Source data below:

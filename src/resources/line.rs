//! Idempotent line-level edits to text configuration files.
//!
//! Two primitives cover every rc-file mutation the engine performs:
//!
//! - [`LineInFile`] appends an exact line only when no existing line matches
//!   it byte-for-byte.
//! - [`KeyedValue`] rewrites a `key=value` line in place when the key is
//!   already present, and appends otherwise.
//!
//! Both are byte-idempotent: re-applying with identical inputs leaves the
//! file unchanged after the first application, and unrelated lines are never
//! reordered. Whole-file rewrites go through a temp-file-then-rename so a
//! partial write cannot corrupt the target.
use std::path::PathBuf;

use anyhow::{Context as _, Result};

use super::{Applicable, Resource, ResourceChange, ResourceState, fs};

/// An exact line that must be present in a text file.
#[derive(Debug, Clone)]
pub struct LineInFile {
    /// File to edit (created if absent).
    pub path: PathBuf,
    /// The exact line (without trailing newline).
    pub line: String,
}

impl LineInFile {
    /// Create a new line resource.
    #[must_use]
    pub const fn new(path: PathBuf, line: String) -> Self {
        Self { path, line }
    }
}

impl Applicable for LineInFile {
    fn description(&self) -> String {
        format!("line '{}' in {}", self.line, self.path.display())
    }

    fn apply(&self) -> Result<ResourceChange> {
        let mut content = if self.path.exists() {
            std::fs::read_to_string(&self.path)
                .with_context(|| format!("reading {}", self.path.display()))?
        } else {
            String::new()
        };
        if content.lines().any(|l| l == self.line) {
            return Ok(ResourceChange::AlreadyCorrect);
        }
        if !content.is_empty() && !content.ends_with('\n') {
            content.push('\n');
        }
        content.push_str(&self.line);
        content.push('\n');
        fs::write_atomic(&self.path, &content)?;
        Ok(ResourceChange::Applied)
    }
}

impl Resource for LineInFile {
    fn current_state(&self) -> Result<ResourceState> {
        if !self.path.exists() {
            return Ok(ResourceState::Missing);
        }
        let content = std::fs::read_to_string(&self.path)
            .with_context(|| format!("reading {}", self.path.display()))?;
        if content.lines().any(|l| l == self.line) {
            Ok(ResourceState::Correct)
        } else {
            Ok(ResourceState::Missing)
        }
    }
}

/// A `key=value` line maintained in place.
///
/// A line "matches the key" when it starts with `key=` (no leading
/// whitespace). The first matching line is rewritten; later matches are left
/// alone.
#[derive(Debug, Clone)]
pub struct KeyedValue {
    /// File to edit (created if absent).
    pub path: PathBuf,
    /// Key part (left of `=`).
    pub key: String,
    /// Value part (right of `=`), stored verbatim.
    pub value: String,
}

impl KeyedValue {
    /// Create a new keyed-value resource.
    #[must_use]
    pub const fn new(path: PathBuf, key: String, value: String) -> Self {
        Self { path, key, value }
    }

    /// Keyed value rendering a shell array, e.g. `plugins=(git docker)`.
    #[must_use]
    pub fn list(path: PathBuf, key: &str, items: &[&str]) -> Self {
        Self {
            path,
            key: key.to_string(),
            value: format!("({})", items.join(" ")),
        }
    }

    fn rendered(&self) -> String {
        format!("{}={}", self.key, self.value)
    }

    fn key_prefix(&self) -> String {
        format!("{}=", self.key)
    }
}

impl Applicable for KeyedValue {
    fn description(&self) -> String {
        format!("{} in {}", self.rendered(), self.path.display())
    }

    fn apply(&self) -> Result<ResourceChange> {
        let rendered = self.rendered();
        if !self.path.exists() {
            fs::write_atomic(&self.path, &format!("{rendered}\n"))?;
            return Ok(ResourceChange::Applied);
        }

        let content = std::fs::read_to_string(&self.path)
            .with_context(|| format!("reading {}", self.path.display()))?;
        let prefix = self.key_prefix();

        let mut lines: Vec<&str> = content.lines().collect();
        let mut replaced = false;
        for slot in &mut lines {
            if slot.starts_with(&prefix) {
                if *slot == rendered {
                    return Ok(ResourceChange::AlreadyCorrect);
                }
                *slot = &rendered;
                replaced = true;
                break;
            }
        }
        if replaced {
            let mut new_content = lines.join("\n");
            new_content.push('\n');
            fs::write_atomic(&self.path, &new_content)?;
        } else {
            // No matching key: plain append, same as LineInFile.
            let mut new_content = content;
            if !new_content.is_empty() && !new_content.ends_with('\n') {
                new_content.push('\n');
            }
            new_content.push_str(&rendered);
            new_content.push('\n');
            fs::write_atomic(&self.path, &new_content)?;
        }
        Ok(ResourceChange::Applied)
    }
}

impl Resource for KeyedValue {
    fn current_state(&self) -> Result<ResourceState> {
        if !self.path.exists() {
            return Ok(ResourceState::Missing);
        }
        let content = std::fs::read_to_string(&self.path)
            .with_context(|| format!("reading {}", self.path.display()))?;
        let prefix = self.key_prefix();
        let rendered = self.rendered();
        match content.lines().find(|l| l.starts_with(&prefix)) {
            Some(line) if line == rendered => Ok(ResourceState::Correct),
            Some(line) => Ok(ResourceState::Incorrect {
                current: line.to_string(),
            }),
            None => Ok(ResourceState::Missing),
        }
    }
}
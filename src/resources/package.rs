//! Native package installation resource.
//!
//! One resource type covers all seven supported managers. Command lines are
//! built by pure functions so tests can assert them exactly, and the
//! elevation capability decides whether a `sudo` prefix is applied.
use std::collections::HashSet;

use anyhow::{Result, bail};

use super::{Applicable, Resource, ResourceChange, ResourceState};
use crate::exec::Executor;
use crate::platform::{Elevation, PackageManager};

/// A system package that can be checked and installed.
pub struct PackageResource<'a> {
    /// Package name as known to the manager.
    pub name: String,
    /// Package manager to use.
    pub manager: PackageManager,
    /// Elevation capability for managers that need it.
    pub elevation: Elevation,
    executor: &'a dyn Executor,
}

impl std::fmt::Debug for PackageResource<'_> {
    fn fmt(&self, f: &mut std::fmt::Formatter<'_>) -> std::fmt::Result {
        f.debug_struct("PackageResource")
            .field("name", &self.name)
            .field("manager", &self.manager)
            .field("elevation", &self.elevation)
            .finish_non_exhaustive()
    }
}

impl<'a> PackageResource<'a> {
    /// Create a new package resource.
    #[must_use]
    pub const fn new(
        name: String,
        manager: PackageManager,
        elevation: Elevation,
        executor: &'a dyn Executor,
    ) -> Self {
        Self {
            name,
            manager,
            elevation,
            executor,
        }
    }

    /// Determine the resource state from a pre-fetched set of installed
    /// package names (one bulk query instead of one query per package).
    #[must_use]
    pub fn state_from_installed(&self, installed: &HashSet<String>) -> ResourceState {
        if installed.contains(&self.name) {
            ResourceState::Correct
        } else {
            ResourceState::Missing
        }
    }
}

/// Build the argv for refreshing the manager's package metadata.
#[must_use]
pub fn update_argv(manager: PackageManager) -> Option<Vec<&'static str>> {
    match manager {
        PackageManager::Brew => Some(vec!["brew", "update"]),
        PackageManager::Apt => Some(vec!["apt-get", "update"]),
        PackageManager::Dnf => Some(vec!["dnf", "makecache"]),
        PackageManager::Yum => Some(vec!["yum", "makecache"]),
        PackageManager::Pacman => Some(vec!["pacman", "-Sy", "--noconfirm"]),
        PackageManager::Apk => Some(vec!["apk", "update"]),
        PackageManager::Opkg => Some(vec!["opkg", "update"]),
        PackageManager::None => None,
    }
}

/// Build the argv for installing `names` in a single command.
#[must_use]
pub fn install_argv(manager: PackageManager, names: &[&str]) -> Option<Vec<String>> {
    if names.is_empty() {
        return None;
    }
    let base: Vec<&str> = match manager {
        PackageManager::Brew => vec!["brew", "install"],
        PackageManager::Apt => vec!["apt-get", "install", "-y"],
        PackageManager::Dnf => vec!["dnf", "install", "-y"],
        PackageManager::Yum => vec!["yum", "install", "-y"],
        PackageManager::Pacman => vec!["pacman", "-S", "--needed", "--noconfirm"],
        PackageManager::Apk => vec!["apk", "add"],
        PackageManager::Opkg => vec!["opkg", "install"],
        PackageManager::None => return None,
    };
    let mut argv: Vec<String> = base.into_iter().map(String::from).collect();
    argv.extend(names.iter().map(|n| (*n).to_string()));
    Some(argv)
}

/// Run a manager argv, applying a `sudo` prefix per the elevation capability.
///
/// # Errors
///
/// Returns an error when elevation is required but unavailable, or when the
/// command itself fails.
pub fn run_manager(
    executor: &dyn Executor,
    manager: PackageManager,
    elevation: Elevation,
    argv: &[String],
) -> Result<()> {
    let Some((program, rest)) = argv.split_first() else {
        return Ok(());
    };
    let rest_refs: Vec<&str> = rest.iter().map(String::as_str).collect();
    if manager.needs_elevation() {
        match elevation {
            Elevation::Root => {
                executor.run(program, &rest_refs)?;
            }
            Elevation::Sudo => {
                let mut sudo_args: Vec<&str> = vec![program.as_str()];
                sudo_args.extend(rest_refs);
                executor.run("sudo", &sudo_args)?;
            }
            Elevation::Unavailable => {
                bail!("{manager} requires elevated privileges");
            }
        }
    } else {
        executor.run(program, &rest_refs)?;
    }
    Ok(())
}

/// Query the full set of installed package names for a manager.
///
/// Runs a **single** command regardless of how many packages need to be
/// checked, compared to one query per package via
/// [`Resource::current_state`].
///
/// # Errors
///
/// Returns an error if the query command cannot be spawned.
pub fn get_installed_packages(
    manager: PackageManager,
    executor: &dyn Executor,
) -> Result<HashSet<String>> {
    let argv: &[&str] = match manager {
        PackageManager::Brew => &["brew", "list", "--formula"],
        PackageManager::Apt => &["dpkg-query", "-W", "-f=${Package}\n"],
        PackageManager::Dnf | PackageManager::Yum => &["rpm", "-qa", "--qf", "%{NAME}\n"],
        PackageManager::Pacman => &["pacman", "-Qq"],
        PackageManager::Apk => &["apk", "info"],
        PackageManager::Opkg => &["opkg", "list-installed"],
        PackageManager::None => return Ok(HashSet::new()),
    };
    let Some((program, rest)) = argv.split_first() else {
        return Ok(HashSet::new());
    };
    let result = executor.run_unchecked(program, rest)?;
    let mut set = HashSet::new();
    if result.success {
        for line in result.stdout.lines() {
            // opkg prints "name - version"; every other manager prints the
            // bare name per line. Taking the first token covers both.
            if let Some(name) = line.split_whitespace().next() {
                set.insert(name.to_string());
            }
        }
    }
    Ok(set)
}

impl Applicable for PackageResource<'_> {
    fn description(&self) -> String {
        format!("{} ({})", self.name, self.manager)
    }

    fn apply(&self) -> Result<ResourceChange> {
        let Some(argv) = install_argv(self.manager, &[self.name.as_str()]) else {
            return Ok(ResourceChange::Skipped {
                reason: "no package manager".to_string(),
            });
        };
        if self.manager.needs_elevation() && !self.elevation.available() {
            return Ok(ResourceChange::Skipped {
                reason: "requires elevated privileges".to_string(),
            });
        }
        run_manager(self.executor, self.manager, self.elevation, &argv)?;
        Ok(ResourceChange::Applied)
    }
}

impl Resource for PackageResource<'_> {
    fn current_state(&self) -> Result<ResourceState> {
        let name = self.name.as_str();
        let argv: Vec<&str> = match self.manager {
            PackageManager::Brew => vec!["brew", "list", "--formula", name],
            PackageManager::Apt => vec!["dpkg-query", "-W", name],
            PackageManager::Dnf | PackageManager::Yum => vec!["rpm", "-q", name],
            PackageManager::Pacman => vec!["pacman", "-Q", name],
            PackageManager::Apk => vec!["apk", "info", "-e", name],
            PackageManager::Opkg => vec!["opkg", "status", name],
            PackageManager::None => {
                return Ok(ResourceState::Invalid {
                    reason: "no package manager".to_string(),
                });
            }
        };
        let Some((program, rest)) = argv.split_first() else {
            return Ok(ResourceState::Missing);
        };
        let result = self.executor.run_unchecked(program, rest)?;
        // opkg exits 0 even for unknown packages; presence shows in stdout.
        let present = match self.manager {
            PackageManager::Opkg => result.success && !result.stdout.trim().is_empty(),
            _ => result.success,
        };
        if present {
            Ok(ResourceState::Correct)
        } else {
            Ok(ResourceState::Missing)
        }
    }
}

End of Source data.

About this exercise
List the lines of the records where "PathBuf" occurs.

Solved exercise
use std::path::PathBuf;
    pub path: PathBuf,
    pub const fn new(path: PathBuf, line: String) -> Self {
    pub path: PathBuf,
    pub const fn new(path: PathBuf, key: String, value: String) -> Self {
    pub fn list(path: PathBuf, key: &str, items: &[&str]) -> Self {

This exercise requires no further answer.